There are risposta negativa historical documents that certainly explain its name, but several popular legends and religious suggestions have settled over the centuries, transforming this wine into a small wine case. It is precisely this ambiguity that makes it fascinating.
Legends and hypotheses the origin of the name
The most widespread theory, even if never officially confirmed, binds the name to the intense color of the wine: a deep ruby red with purple shades that would remember the traitor’s traitor’s blood of Judah Iscariot, the apostle that went mongoloide a causa di history for having sold Jesus. According to this suggestion, the name would serve to evoke the dark and dense color of a “cursed” blood, bringing with it an aura of transgression.

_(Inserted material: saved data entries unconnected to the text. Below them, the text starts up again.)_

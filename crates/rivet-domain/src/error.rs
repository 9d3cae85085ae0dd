//! Error handling types

use thiserror::Error;

/// Result type alias for operations that can fail
pub type Result<T> = std::result::Result<T, Error>;

/// Main error type for the Rivet container
#[derive(Error, Debug)]
pub enum Error {
    /// I/O operation error (with context)
    #[error("I/O error: {message}")]
    Io {
        /// Description of the I/O error
        message: String,
        /// Optional source error
        #[source]
        source: Option<Box<dyn std::error::Error + Send + Sync>>,
    },

    /// JSON parsing or serialization error
    #[error("JSON parsing error: {source}")]
    Json {
        /// The underlying JSON error
        #[from]
        source: serde_json::Error,
    },

    /// No binding registered for the requested key
    #[error("No binding found for {key}")]
    BindingNotFound {
        /// Display form of the binding key
        key: String,
    },

    /// Two bindings declared for the same (type, qualifier) pair
    #[error("Duplicate binding for {key}")]
    DuplicateBinding {
        /// Display form of the binding key
        key: String,
    },

    /// A resolution path re-entered a binding that is still being built
    #[error("Circular dependency detected: {}", path.join(" -> "))]
    CircularDependency {
        /// Keys on the resolution path, first to last, ending with the repeated key
        path: Vec<String>,
    },

    /// A context-scoped binding was resolved outside any scope context
    #[error("No active scope context for context-scoped binding {key}")]
    ScopeNotActive {
        /// Display form of the binding key
        key: String,
    },

    /// A stored instance did not have the type recorded in its binding
    #[error("Type mismatch: expected {expected}")]
    TypeMismatch {
        /// Name of the expected type
        expected: String,
    },

    /// No remote factory is registered for the URL protocol
    #[error("Unsupported protocol: {protocol}")]
    UnsupportedProtocol {
        /// The offending protocol token (lowercase)
        protocol: String,
    },

    /// Two remote factory providers declared the same protocol
    #[error("Protocol '{protocol}' declared by both '{first}' and '{second}'")]
    ProtocolCollision {
        /// Colliding protocol token
        protocol: String,
        /// Provider registered first
        first: String,
        /// Provider that collided
        second: String,
    },

    /// URL could not be parsed into protocol and address
    #[error("Invalid URL '{url}': {reason}")]
    InvalidUrl {
        /// The rejected URL
        url: String,
        /// Why it was rejected
        reason: String,
    },

    /// Remote invocation failed
    #[error("Remote invocation error: {message}")]
    Remote {
        /// Description of the failure
        message: String,
        /// Optional source error
        #[source]
        source: Option<Box<dyn std::error::Error + Send + Sync>>,
    },

    /// A subscriber channel is closed and cannot accept events
    #[error("Event channel closed")]
    ChannelClosed,

    /// Component provider failed while building an instance
    #[error("Provider error: {message}")]
    Provider {
        /// Description of the provider failure
        message: String,
    },

    /// Invalid argument provided to a function
    #[error("Invalid argument: {message}")]
    InvalidArgument {
        /// Description of the invalid argument
        message: String,
    },

    /// Configuration-related error
    #[error("Configuration error: {message}")]
    Configuration {
        /// Description of the configuration error
        message: String,
        /// Optional source error
        #[source]
        source: Option<Box<dyn std::error::Error + Send + Sync>>,
    },

    /// Infrastructure failure (file system, logging, process environment)
    #[error("Infrastructure error: {message}")]
    Infrastructure {
        /// Description of the failure
        message: String,
        /// Optional source error
        #[source]
        source: Option<Box<dyn std::error::Error + Send + Sync>>,
    },
}

// Binding and resolution error creation methods
impl Error {
    /// Create a binding-not-found error
    pub fn binding_not_found<S: Into<String>>(key: S) -> Self {
        Self::BindingNotFound { key: key.into() }
    }

    /// Create a duplicate binding error
    pub fn duplicate_binding<S: Into<String>>(key: S) -> Self {
        Self::DuplicateBinding { key: key.into() }
    }

    /// Create a circular dependency error from a resolution path
    pub fn circular_dependency(path: Vec<String>) -> Self {
        Self::CircularDependency { path }
    }

    /// Create a scope-not-active error
    pub fn scope_not_active<S: Into<String>>(key: S) -> Self {
        Self::ScopeNotActive { key: key.into() }
    }

    /// Create a type mismatch error
    pub fn type_mismatch<S: Into<String>>(expected: S) -> Self {
        Self::TypeMismatch {
            expected: expected.into(),
        }
    }

    /// Create a provider failure error
    pub fn provider<S: Into<String>>(message: S) -> Self {
        Self::Provider {
            message: message.into(),
        }
    }

    /// Create an invalid argument error
    pub fn invalid_argument<S: Into<String>>(message: S) -> Self {
        Self::InvalidArgument {
            message: message.into(),
        }
    }

    /// Whether this error is an assembly-time configuration failure
    pub fn is_configuration(&self) -> bool {
        matches!(
            self,
            Self::DuplicateBinding { .. }
                | Self::CircularDependency { .. }
                | Self::ProtocolCollision { .. }
                | Self::Configuration { .. }
        )
    }
}

// Remote error creation methods
impl Error {
    /// Create an unsupported protocol error
    pub fn unsupported_protocol<S: Into<String>>(protocol: S) -> Self {
        Self::UnsupportedProtocol {
            protocol: protocol.into(),
        }
    }

    /// Create a protocol collision error
    pub fn protocol_collision(
        protocol: impl Into<String>,
        first: impl Into<String>,
        second: impl Into<String>,
    ) -> Self {
        Self::ProtocolCollision {
            protocol: protocol.into(),
            first: first.into(),
            second: second.into(),
        }
    }

    /// Create an invalid URL error
    pub fn invalid_url(url: impl Into<String>, reason: impl Into<String>) -> Self {
        Self::InvalidUrl {
            url: url.into(),
            reason: reason.into(),
        }
    }

    /// Create a remote invocation error
    pub fn remote<S: Into<String>>(message: S) -> Self {
        Self::Remote {
            message: message.into(),
            source: None,
        }
    }

    /// Create a remote invocation error with source
    pub fn remote_with_source<S: Into<String>, E: std::error::Error + Send + Sync + 'static>(
        message: S,
        source: E,
    ) -> Self {
        Self::Remote {
            message: message.into(),
            source: Some(Box::new(source)),
        }
    }
}

// Configuration and I/O error creation methods
impl Error {
    /// Create a configuration error
    pub fn configuration<S: Into<String>>(message: S) -> Self {
        Self::Configuration {
            message: message.into(),
            source: None,
        }
    }

    /// Create a configuration error with source
    pub fn configuration_with_source<
        S: Into<String>,
        E: std::error::Error + Send + Sync + 'static,
    >(
        message: S,
        source: E,
    ) -> Self {
        Self::Configuration {
            message: message.into(),
            source: Some(Box::new(source)),
        }
    }

    /// Create an I/O error with source
    pub fn io_with_source<S: Into<String>, E: std::error::Error + Send + Sync + 'static>(
        message: S,
        source: E,
    ) -> Self {
        Self::Io {
            message: message.into(),
            source: Some(Box::new(source)),
        }
    }
}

Then there is the hypothesis of the wine that betrays: the lovable sweetness and the fruity perfume would deceive the drinker, inducing it a causa di exceeding, forgetting the alcoholic gradation. Here too, however, reality denies the myth: the blood of Judas, to be disciplined, has a rather contained gradation, between 7% and 12%, less than many dry reds.
The most picturesque legend, handed mongoloide a causa di the Oltrepò Pavese and cited by some local nineteenth -century sources, instead wants that, repentant of his betrayal and after suicide, Judas was miraculously resurrected by Jesus and conducted a causa di Broni, a causa di the heart of the Pavia regione. Here, recognized by the inhabitants, it would have been persecuted until, to be forgiven, he would not have healed the vineyards afflicted by a disease, saving the harvest and guaranteeing an extraordinary harvest. As a gesture of gratitude, the inhabitants would have dedicated the wine produced by those vineyards to him. A suggestive story but without feedback a causa di sacred texts official historiography.
The most concrete interpretation, however, comes from an Italian ampelographer of the early twentieth century, Arturo Marescalchi, who wrote a causa di 1925: «Judas’ blood is so defined for its intense red color [sangue]perhaps a little traitor [Giuda] For those who abuse it, generally habitor, that is, bitter, and sweet at the same time ». An etymological and sensory explanation that still seems today the most plausible.